Sur la terre sainte qui restera à jamais gravée dans mon sang, j’ai entendu l’appel à la liberté tandis que les feux d’artifices signaient la fin d’un âge béni. 
La vie n’est que renaissance car le temple des ombres s’efface à chaque matin surgissant. 
J’ai survécu aux eaux tumultueuses pour m’échouer dans le jardin secret… espérant simplement ne pas donner, ici, mon dernier souffle. »
 
C’est pourri hein ? Oui mais on ne me la fait pas à moi.  

S’il ne devait y en avoir qu’un, ce serait ANGRA. ANGRA aux premiers jours et, presque 20 ans après la sortie de « Holy Land », ANGRA toujours. Connaissant son œuvre sur le bout des doigts, elle serait presque devenue une méthode de drague pour gens dans le besoin, parce que, oui, deux secondes suffisent à ce que je vous ponde l’un de ces poèmes pourris avec les titres de la discographie. 
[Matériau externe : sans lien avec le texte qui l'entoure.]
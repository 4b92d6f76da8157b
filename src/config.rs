//! Configuration Module
//!
//! Handles loading and validating cache configuration from environment variables.

use std::env;
use std::str::FromStr;

use crate::cache::{ShardOptions, DEFAULT_INSERT_PERCENT, DEFAULT_PROMOTE_THRESHOLD};
use crate::error::{CacheError, Result};

/// Cache configuration parameters.
///
/// All values can be configured via environment variables with sensible defaults.
#[derive(Debug, Clone, PartialEq, Eq)]
pub struct CacheConfig {
    /// Number of independent shards in the memory tier
    pub shard_count: usize,
    /// Maximum number of entries each shard can hold
    pub shard_capacity: usize,
    /// Idle seconds after which memory entries are swept, 0 disables the sweeper
    pub max_cache_seconds: u64,
    /// Default TTL in seconds for backing-store writes
    pub store_ttl_seconds: u64,
    /// Probationary insert offset, as a percentage of shard length from the tail
    pub insert_percent: usize,
    /// Reads needed before an entry is moved to the front
    pub promote_threshold: u32,
}

impl CacheConfig {
    /// Creates a new CacheConfig by loading values from environment variables.
    ///
    /// # Environment Variables
    /// - `CACHE_SHARD_COUNT` - Number of shards (default: 16)
    /// - `CACHE_SHARD_CAPACITY` - Entries per shard (default: 1024)
    /// - `CACHE_MAX_SECONDS` - Memory idle expiry in seconds (default: 300)
    /// - `CACHE_STORE_TTL` - Backing-store TTL in seconds (default: 3600)
    /// - `CACHE_INSERT_PERCENT` - Probationary insert offset (default: 10)
    /// - `CACHE_PROMOTE_THRESHOLD` - Reads before promotion (default: 5)
    pub fn from_env() -> Self {
        let defaults = Self::default();
        Self {
            shard_count: env_or("CACHE_SHARD_COUNT", defaults.shard_count),
            shard_capacity: env_or("CACHE_SHARD_CAPACITY", defaults.shard_capacity),
            max_cache_seconds: env_or("CACHE_MAX_SECONDS", defaults.max_cache_seconds),
            store_ttl_seconds: env_or("CACHE_STORE_TTL", defaults.store_ttl_seconds),
            insert_percent: env_or("CACHE_INSERT_PERCENT", defaults.insert_percent),
            promote_threshold: env_or("CACHE_PROMOTE_THRESHOLD", defaults.promote_threshold),
        }
    }

    /// Rejects values the cache cannot be built with.
    pub fn validate(&self) -> Result<()> {
        if self.shard_count == 0 {
            return Err(CacheError::InvalidConfig(
                "shard count must be positive".to_string(),
            ));
        }
        self.shard_options().validate()
    }

    /// Per-shard options derived from this configuration.
    pub fn shard_options(&self) -> ShardOptions {
        ShardOptions {
            capacity: self.shard_capacity,
            insert_percent: self.insert_percent,
            promote_threshold: self.promote_threshold,
        }
    }
}

impl Default for CacheConfig {
    fn default() -> Self {
        Self {
            shard_count: 16,
            shard_capacity: 1024,
            max_cache_seconds: 300,
            store_ttl_seconds: 3600,
            insert_percent: DEFAULT_INSERT_PERCENT,
            promote_threshold: DEFAULT_PROMOTE_THRESHOLD,
        }
    }
}

fn env_or<T: FromStr>(name: &str, default: T) -> T {
    env::var(name)
        .ok()
        .and_then(|v| v.parse().ok())
        .unwrap_or(default)
}

#[cfg(test)]
mod tests {
    use super::*;

    #[test]
    fn test_config_default() {
        let config = CacheConfig::default();
        assert_eq!(config.shard_count, 16);
        assert_eq!(config.shard_capacity, 1024);
        assert_eq!(config.max_cache_seconds, 300);
        assert_eq!(config.store_ttl_seconds, 3600);
        assert_eq!(config.insert_percent, 10);
        assert_eq!(config.promote_threshold, 5);
        assert!(config.validate().is_ok());
    }

    #[test]
    fn test_config_from_env_defaults() {
        // Clear any existing env vars to test defaults
        env::remove_var("CACHE_SHARD_COUNT");
        env::remove_var("CACHE_SHARD_CAPACITY");
        env::remove_var("CACHE_MAX_SECONDS");
        env::remove_var("CACHE_STORE_TTL");
        env::remove_var("CACHE_INSERT_PERCENT");
        env::remove_var("CACHE_PROMOTE_THRESHOLD");

        let config = CacheConfig::from_env();
        assert_eq!(config, CacheConfig::default());
    }

    #[test]
    fn test_validate_rejects_zero_shards() {
        let config = CacheConfig {
            shard_count: 0,
            ..CacheConfig::default()
        };
        assert!(matches!(
            config.validate(),
            Err(CacheError::InvalidConfig(_))
        ));
    }

    #[test]
    fn test_validate_rejects_zero_capacity() {
        let config = CacheConfig {
            shard_capacity: 0,
            ..CacheConfig::default()
        };
        assert!(matches!(
            config.validate(),
            Err(CacheError::InvalidConfig(_))
        ));
    }

    #[test]
    fn test_validate_rejects_insert_percent_over_100() {
        let config = CacheConfig {
            insert_percent: 101,
            ..CacheConfig::default()
        };
        assert!(config.validate().is_err());
    }
}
Ultime fan, assurément, je le revendique. Mais, j’y reviens, on ne me la fait pas à moi. Pierre Desproges disait : « La déception profonde, la vraie, ne peut venir que d’un véritable ami ». Et aujourd’hui, me voilà déçu.
 
On ne va pas revenir en détail sur toute l’histoire. ANGRA, c’est au départ l’un des grands acteurs de la scène Metal issue du Brésil. Une période extraordinaire, innovante, magique comme jamais, sous la houlette d’Andre Matos, chanteur inimitable. Un divorce donnant naissance à deux entités : ANGRA d’un côté repris par ses deux guitaristes, SHA(A)MAN de l’autre fondé par le reste du groupe. Une renaissance donc, avec des hauts mais aussi des bas jusqu’au départ d’Edu Falaschi qui avait su remonter le groupe et lui donner une nouvelle identité vocale.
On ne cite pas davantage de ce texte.